Instalação de unidades de triagem e recicladoras, implantação de coleta seletiva e capacitação de catadores dinamizaram trabalho em 11 municípios da Zona da Mata

Antes de se integrar à cooperativa de coleta, João Bosco trabalhava mais de 15 horas por dia cortando cana. Foto: Rafael Martins/DP

Há alguns anos, catadores de lixo do município de Barreiros, na Mata Sul pernambucana, trabalhavam em completa informalidade: construíam barracos nos arredores dos lixões, onde recolhiam papelão, metal e derivados de plástico durante as primeiras horas da manhã, vários deles desperdiçando o restante do dia com o consumo desenfreado de bebida alcoólica. Em situação precária, alguns chegavam a se afastar da coleta por até duas semanas, enfraquecidos pelo vício. A situação mudou drasticamente em 2016, quando foi inaugurado o centro de triagem da região, onde os catadores têm horários fixos para a coleta de lixo e precisam custear o abastecimento de água e eletricidade do galpão. As responsabilidades puseram freio nos vícios, beneficiando a saúde dos catadores e a economia da região.

“Ainda sobra tempo para fazer 'bicos' entre uma coleta e outra. Cada um tem uma carroça e cobre uma área diferente da cidade, mas todo mundo se ajuda na arrecadação. Com o lucro, temos de pagar o óleo da prensa e as contas de água e luz”, explica João Bosco Santiago, 45 anos, catador há três. Crescido entre os canaviais da Zona da Mata do estado, João viu na função de catador a chance de trazer certo alívio à rotina: antes de se integrar à cooperativa de coleta, trabalhava mais de 15 horas por dia cortando cana. “Saía de casa às 3h da madrugada, voltava depois das 21h. Era um trabalho muito duro, não sobrava tempo, nem condição de fazer mais nada”, lembra João, um dos oito catadores ativos entre os cadastrados no centro de triagem. Para quitar os débitos fixos, ele e os colegas coletam e prensam cerca 300 Kg de papelão por dia – cada quilo vendido sai a R$ 0,17. 

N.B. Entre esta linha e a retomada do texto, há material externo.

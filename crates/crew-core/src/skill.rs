use crate::agent::Scope;
use crate::frontmatter::{self, header_list, header_str};
use serde::{Deserialize, Serialize};
use serde_yaml::{Mapping, Value};
use std::path::{Path, PathBuf};

/// A `SKILL.md` definition living in its own directory.
#[derive(Debug, Clone, PartialEq, Serialize, Deserialize)]
#[serde(rename_all = "camelCase")]
pub struct Skill {
    pub name: String,
    pub description: String,
    #[serde(default)]
    pub allowed_tools: Vec<String>,
    #[serde(default, skip_serializing_if = "Option::is_none")]
    pub license: Option<String>,
    #[serde(default, skip_serializing_if = "Option::is_none")]
    pub compatibility: Option<String>,
    #[serde(default)]
    pub metadata: Mapping,
    pub prompt: String,
    pub scope: Scope,
    pub path: PathBuf,
}

impl Skill {
    /// `dir` is the skill directory; `file` the `SKILL.md` inside it.
    /// The frontmatter `name` wins over the directory name.
    pub fn from_markdown(dir: &Path, file: &Path, raw: &str, scope: Scope) -> Self {
        let doc = frontmatter::parse(raw);
        let header = &doc.header;

        let dir_name = dir
            .file_name()
            .and_then(|s| s.to_str())
            .unwrap_or_default()
            .to_string();

        let mut allowed_tools = header_list(header, "allowed-tools");
        if allowed_tools.is_empty() {
            allowed_tools = header_list(header, "tools");
        }

        let metadata = match header.get("metadata") {
            Some(Value::Mapping(m)) => m.clone(),
            _ => Mapping::new(),
        };

        Skill {
            name: header_str(header, "name")
                .filter(|n| !n.trim().is_empty())
                .unwrap_or(dir_name),
            description: header_str(header, "description").unwrap_or_default(),
            allowed_tools,
            license: header_str(header, "license"),
            compatibility: header_str(header, "compatibility"),
            metadata,
            prompt: doc.body,
            scope,
            path: file.to_path_buf(),
        }
    }
}

/// Find `SKILL.md` inside `dir`, matching the file name case-insensitively.
pub fn find_skill_file(dir: &Path) -> Option<PathBuf> {
    let entries = std::fs::read_dir(dir).ok()?;
    let mut candidates: Vec<PathBuf> = entries
        .filter_map(|e| e.ok())
        .map(|e| e.path())
        .filter(|p| {
            p.is_file()
                && p.file_name()
                    .and_then(|n| n.to_str())
                    .is_some_and(|n| n.eq_ignore_ascii_case("skill.md"))
        })
        .collect();
    // Prefer the canonical spelling when several variants coexist.
    candidates.sort_by_key(|p| p.file_name().map(|n| n != "SKILL.md"));
    candidates.into_iter().next()
}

Os irmãos Josemir e Izaquiel, junto com João, reforçam a ideia que na cooperativa todos se ajudam na arrecadaçã. Foto: Rafael Martins/DP

O trabalho em equipe e os compromissos fixos têm reduzido a insalubridade da rotina, ainda pesada. “O que mais tem na rua é papelão, é o que mais catamos. A dificuldade ainda é tirar o sustento todo do lixo, não dá, não temos nenhuma bolsa para ajudar… mas tem o galpão, as carroças, a gente se ajuda”, conta Josemir Guedes da Silva, 37, que cata lixo desde a infância junto com o irmão, Izaquiel Guedes da Silva, 30. Jamais trabalharam com outra coisa. Em 2014, quando o lixão da cidade foi fechado, primeiro passo para a formalização da coleta em Barreiros, Josemir e Izaquiel não souberam o que fazer: a decisão parecia dar cabo da única atividade remunerada que eles dominavam. 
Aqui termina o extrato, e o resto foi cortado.